We’d have been fools not to take hold of it and run. An errant fragment of summer that turned up in the wake of a typhoon. We stole away with it, taking the train two prefectures over and setting up shop on a stretch of sand fringed with driftwood.
Sand below us, water in front of us, the great mountain sitting huge in the blue haze to our right.
For several hours, she rested in the shade of our shelter, stretched languidly on a blanket in her floral sun dress, feet toward the surf and head turned toward the curious dreams that come with a head cradled in sun-warmed sand and the salted breeze wafting crashing waves and the calls of hungry crows.

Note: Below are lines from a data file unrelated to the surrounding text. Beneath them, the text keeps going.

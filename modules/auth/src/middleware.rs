//! Bearer-token middleware.
//!
//! Validates `Authorization: Bearer <token>` on every request it wraps and
//! attaches the caller as an [`AuthUser`] extension. With auth disabled it
//! injects the system identity and lets everything through.

use std::sync::Arc;

use axum::extract::{Request, State};
use axum::middleware::Next;
use axum::response::Response;
use http::header;

use propdesk_http::ApiError;

use crate::domain::model::AuthUser;
use crate::domain::service::AuthService;

pub async fn require_auth(
    State(auth): State<Arc<AuthService>>,
    mut req: Request,
    next: Next,
) -> Result<Response, ApiError> {
    if !auth.enabled() {
        req.extensions_mut().insert(AuthUser::system());
        return Ok(next.run(req).await);
    }

    let bearer = req
        .headers()
        .get(header::AUTHORIZATION)
        .and_then(|v| v.to_str().ok())
        .and_then(|v| v.strip_prefix("Bearer "))
        .ok_or_else(|| ApiError::unauthorized("missing bearer token"))?;

    let user = auth
        .verify(bearer)
        .map_err(|e| ApiError::unauthorized(e.to_string()))?;

    req.extensions_mut().insert(user);
    Ok(next.run(req).await)
}
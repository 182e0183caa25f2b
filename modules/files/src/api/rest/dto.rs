//! File DTOs.

use chrono::{DateTime, Utc};
use serde::{Deserialize, Serialize};
use uuid::Uuid;

use propdesk_http::PageParams;

use crate::domain::model::{FileQuery, FileRecord};

#[derive(Debug, Clone, Serialize)]
#[serde(rename_all = "camelCase")]
pub struct FileRecordDto {
    pub id: Uuid,
    pub file_name: String,
    pub content_type: String,
    pub size_bytes: i64,
    pub url: String,
    pub uploaded_by: String,
    pub created_at: DateTime<Utc>,
}

impl From<FileRecord> for FileRecordDto {
    fn from(r: FileRecord) -> Self {
        Self {
            id: r.id,
            file_name: r.file_name,
            content_type: r.content_type,
            size_bytes: r.size_bytes,
            url: r.url,
            uploaded_by: r.uploaded_by,
            created_at: r.created_at,
        }
    }
}

#[derive(Debug, Clone, Default, Deserialize)]
#[serde(rename_all = "camelCase", default)]
pub struct ListFilesQuery {
    pub page: Option<u64>,
    pub limit: Option<u64>,
    pub uploaded_by: Option<String>,
    pub search: Option<String>,
}

impl ListFilesQuery {
    pub fn into_query(self) -> FileQuery {
        FileQuery {
            page: PageParams::new(self.page, self.limit),
            uploaded_by: self.uploaded_by,
            search: self.search,
        }
    }
}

I wandered for hours, watching clams bury themselves and wading into the sea up to my neck. The water was more cool than warm, but pleasantly so, like a cold shower in August, when the tap water has warmed somewhat with the ground.
Fish jumped all around me, in such a way that I could imagine something larger, some predator that they were trying to evade, weaving between my ankles as a coyote might weave between trees in pursuit of a rabbit.
The air was warm but not hot. Warm enough to enjoy, but not so much to deny the changing season. The sun shone with the searing sparkle of summer, but only just briefly.
When she arose, we walked up and down the sand together, talking and looking at everything. We felt certain in the wisdom of our having come.
The sun, which had been near its zenith upon our arrival, was steadily lowering itself toward the horizon. In time, it sank below distant peaks and the great mountain cast its shadow up into the atmosphere, hanging there in the sky until it subsided into the dilute pastels of twilight, the moon rising brilliantly in the west.